It’s the beginning of March and in a few days I will be boarding a plane headed to Key West, Fl. It’s my first “college spring break;” the first time my final destination has been somewhere other than home in Gloucester. I almost avoided the plans. I almost stayed in Charlottesville to “work on my thesis” while my sister and my roommates Emma and Georgia flew down to 80-degree weather. But they convinced me back in January I would do more moping than working if I stayed behind, and so here I am — buying bathing suits and looking up good brunch places.
One of my roommates recently asked, in all seriousness, “Do other people have this much fun?” We weren’t sitting around sipping cocktails at Skybar, or getting our nails done, or party-hopping on a Friday night. We had all just purchased hand-puppets. We snapped pictures, made videos, took the whole gang to the mall and to dinner — waving at people on the road with small colorful elephants and piglets on our hands. “No,” I responded, “I don’t think other people have this much fun.”
I’ve never exactly been a people person. I sneer at people who move in large groups, people who can’t leave the house without a walking buddy. I like to be alone. I like being able to see and hear and do things without another human’s presence intruding on my moment.
But lately I have been burdened with the presence of other people. I try to lock myself in my room to study, blasting my Avett Brothers Pandora station and sipping cold Americanos. I even plug in a fan in my room, turned all the way up so as to muffle any outside noises. And it works; I usually can’t hear a thing. But I still know what’s going on out in my living room, out in the space filled with those burdensome people. And try as I might, I can’t miss a second of it.
It’s easy for me to live in my tiny world of the Hardaway twins. Well, actually, that world is often tumultuous and heart-wrenching, and sometimes the most difficult place to be. But it’s a world that makes sense — a world I’ve always known. I’m not used to sharing my most intimate space with anyone other than my original roommate: my sister. I’ve slowly had to learn the basic social rules for living with people who are not your blood relatives: No, you cannot eat their Chinese leftovers at two in the morning, even if you are “so hungry.” You cannot leave piles of candy wrappers and chewed up gum on every bare surface. You cannot leave the door unlocked. Luckily, my roommates have been patient with me — gently reminding me when I have slipped into my bad habits. I used to think it would be so burdensome to have to live with and deal with personalities other than my own. But now I realize how happy a burden can be. And sometimes people make the happiest ones of all.
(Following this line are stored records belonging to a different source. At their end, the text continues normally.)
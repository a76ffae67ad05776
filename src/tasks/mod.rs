//! 后台定时任务
//!
//! 目前只有定时开奖监视器, 启动时调用一次 `spawn_all`。

pub mod recovery_monitor;

pub use recovery_monitor::{MonitorState, RecoveryMonitor};

use crate::services::DrawService;
use crate::utils::SystemClock;

/// 启动所有后台任务 (通过 `tokio::spawn` 分离, 不阻塞)
pub fn spawn_all(draw_service: DrawService) {
    tokio::spawn(async move {
        let monitor = RecoveryMonitor::start(draw_service, SystemClock).await;
        monitor.run().await;
    });
}
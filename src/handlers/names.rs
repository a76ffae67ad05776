use crate::models::*;
use crate::services::ReservationService;
use actix_web::{HttpResponse, ResponseError, Result, web};

#[utoipa::path(
    get,
    path = "/names",
    tag = "names",
    responses(
        (status = 200, description = "当前预约列表", body = [Reservation])
    )
)]
pub async fn get_names(service: web::Data<ReservationService>) -> Result<HttpResponse> {
    match service.list().await {
        Ok(list) => Ok(HttpResponse::Ok().json(ApiResponse::success(list))),
        Err(e) => Ok(e.error_response()),
    }
}

#[utoipa::path(
    post,
    path = "/reserve",
    tag = "names",
    request_body = ReserveRequest,
    responses(
        (status = 200, description = "预约或释放成功"),
        (status = 400, description = "号码缺失或超出范围")
    )
)]
/// 预约号码; 昵称为空时释放该号码
pub async fn reserve(
    service: web::Data<ReservationService>,
    req: web::Json<ReserveRequest>,
) -> Result<HttpResponse> {
    match service.reserve(req.into_inner()).await {
        Ok(()) => Ok(HttpResponse::Ok().json(ApiResponse::ok())),
        Err(e) => Ok(e.error_response()),
    }
}

#[utoipa::path(
    post,
    path = "/clear-names",
    tag = "names",
    responses(
        (status = 200, description = "已清空全部预约")
    )
)]
pub async fn clear_names(service: web::Data<ReservationService>) -> Result<HttpResponse> {
    match service.clear().await {
        Ok(()) => Ok(HttpResponse::Ok().json(ApiResponse::ok_with_message("Reservations cleared"))),
        Err(e) => Ok(e.error_response()),
    }
}

pub fn names_config(cfg: &mut web::ServiceConfig) {
    cfg.route("/names", web::get().to(get_names))
        .route("/reserve", web::post().to(reserve))
        .route("/clear-names", web::post().to(clear_names));
}
use serde::{Deserialize, Serialize};
use serde_json::Value;
use utoipa::ToSchema;

/// 一条开奖记录
#[derive(Debug, Clone, PartialEq, Serialize, Deserialize, ToSchema)]
#[serde(rename_all = "camelCase")]
pub struct DrawRecord {
    /// 参考时区日期 (DD.MM.YYYY)
    pub date: String,
    /// 开奖号码 (1-100)
    pub number: u32,
    /// 中奖者, 未认领为空串
    #[serde(default)]
    pub name: String,
    /// 奖品, 未分配为空串
    #[serde(default)]
    pub prize: String,
    /// 参与者报的号码 (任意 JSON)
    #[serde(default, skip_serializing_if = "Option::is_none")]
    #[schema(value_type = Object, nullable)]
    pub chosen_number: Option<Value>,
}

impl DrawRecord {
    pub fn new(date: impl Into<String>, number: u32) -> Self {
        Self {
            date: date.into(),
            number,
            name: String::new(),
            prize: String::new(),
            chosen_number: None,
        }
    }

    pub fn matches(&self, date: &str, number: u32) -> bool {
        self.date == date && self.number == number
    }
}

/// 手动补录开奖记录
#[derive(Debug, Clone, Deserialize, ToSchema)]
#[serde(rename_all = "camelCase")]
pub struct AddHistoryRequest {
    pub date: Option<String>,
    pub number: Option<u32>,
    pub name: Option<String>,
    pub prize: Option<String>,
    #[schema(value_type = Object, nullable)]
    pub chosen_number: Option<Value>,
}

/// 按日期 + 号码定位一条记录
#[derive(Debug, Clone, Deserialize, ToSchema)]
pub struct DeleteHistoryRequest {
    pub date: Option<String>,
    pub number: Option<u32>,
}

#[derive(Debug, Clone, Deserialize, ToSchema)]
pub struct UpdateWinnerRequest {
    pub date: Option<String>,
    pub number: Option<u32>,
    pub name: Option<String>,
}

#[derive(Debug, Clone, Deserialize, ToSchema)]
pub struct UpdateWinnerPrizeRequest {
    pub date: Option<String>,
    pub name: Option<String>,
    pub prize: Option<String>,
}

/// 更新奖品后返回最新历史
#[derive(Debug, Clone, Serialize, ToSchema)]
pub struct HistoryResponse {
    pub success: bool,
    pub history: Vec<DrawRecord>,
}

/// 下一次开奖时间
#[derive(Debug, Clone, Serialize, ToSchema)]
pub struct NextDrawResponse {
    /// UTC (RFC 3339)
    pub next_draw: String,
    /// 参考时区 (RFC 3339)
    pub next_draw_local: String,
    /// 参考时区日期 (DD.MM.YYYY)
    pub date: String,
}

#[cfg(test)]
mod tests {
    use super::*;
    use serde_json::json;

    #[test]
    fn test_legacy_record_without_prize() {
        let record: DrawRecord =
            serde_json::from_value(json!({"date": "02.01.2024", "number": 7, "name": ""})).unwrap();
        assert_eq!(record, DrawRecord::new("02.01.2024", 7));
    }

    #[test]
    fn test_chosen_number_is_camel_case_and_optional() {
        let mut record = DrawRecord::new("02.01.2024", 7);
        let value = serde_json::to_value(&record).unwrap();
        assert!(value.get("chosenNumber").is_none());

        record.chosen_number = Some(json!("13"));
        let value = serde_json::to_value(&record).unwrap();
        assert_eq!(value["chosenNumber"], json!("13"));
    }
}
For New Year’s, my sister, Georgia, Emma and I had our first big trip together. We went to Nashville, where we went to a Coyote Ugly Bar and discovered multiple thrift stores. We found a quaint coffee shop in East Nashville and a bar that played country hits until two o’clock in the morning on New Year’s Eve. We had a great time, with a few hiccups along the way. New Year’s Eve, around the time the band stopped playing in the crowded honky-tonk, the four of us started to butt heads, all wanting different things for the end of our night. My sister and I viciously fought, as we are wont to do, and my friends desperately tried to sort us out. We all yelled, my sister pouted, I cried. It was raining and cold and we were not having any fun on the sidewalk in Music City at four o’clock in the morning. But we made it back to where we were staying, all safe, all together. And I knew then that I had people who I could depend on, and people who I could look forward to spending time with, even if that time involved rainy streets and rude taxi drivers.
I think my first true spring break trip as a college-aged adult will be great. Not because of the weather or the bars or the brunch places, but because I know I’ll be sharing it with the three people who have put on hand puppets and waved to passersby down Route 29 with me. The three who will cackle with laughter and blare “Come on Eileen” in the living room so that try as I might, I can’t stay locked up in my study nook.
I’m burdened with people. Not people I giggle in class with, or study for a few tests with, or even people I meet through one CIO or another. I’m burdened instead by the people I love — the people whose worlds are simultaneously identical and completely different from my own. I still don’t think I’m a people person, and I doubt I ever will be. But I do think that I could be called an “Emma-person” or a “Georgia-person” and always, of course, a “sissy-person.” Because as everything comes to an end, and we take our last trips, go to our last midterms, say goodbye to our last months as U.Va. undergraduates, there are still burdens — so many happy burdens to look forward to.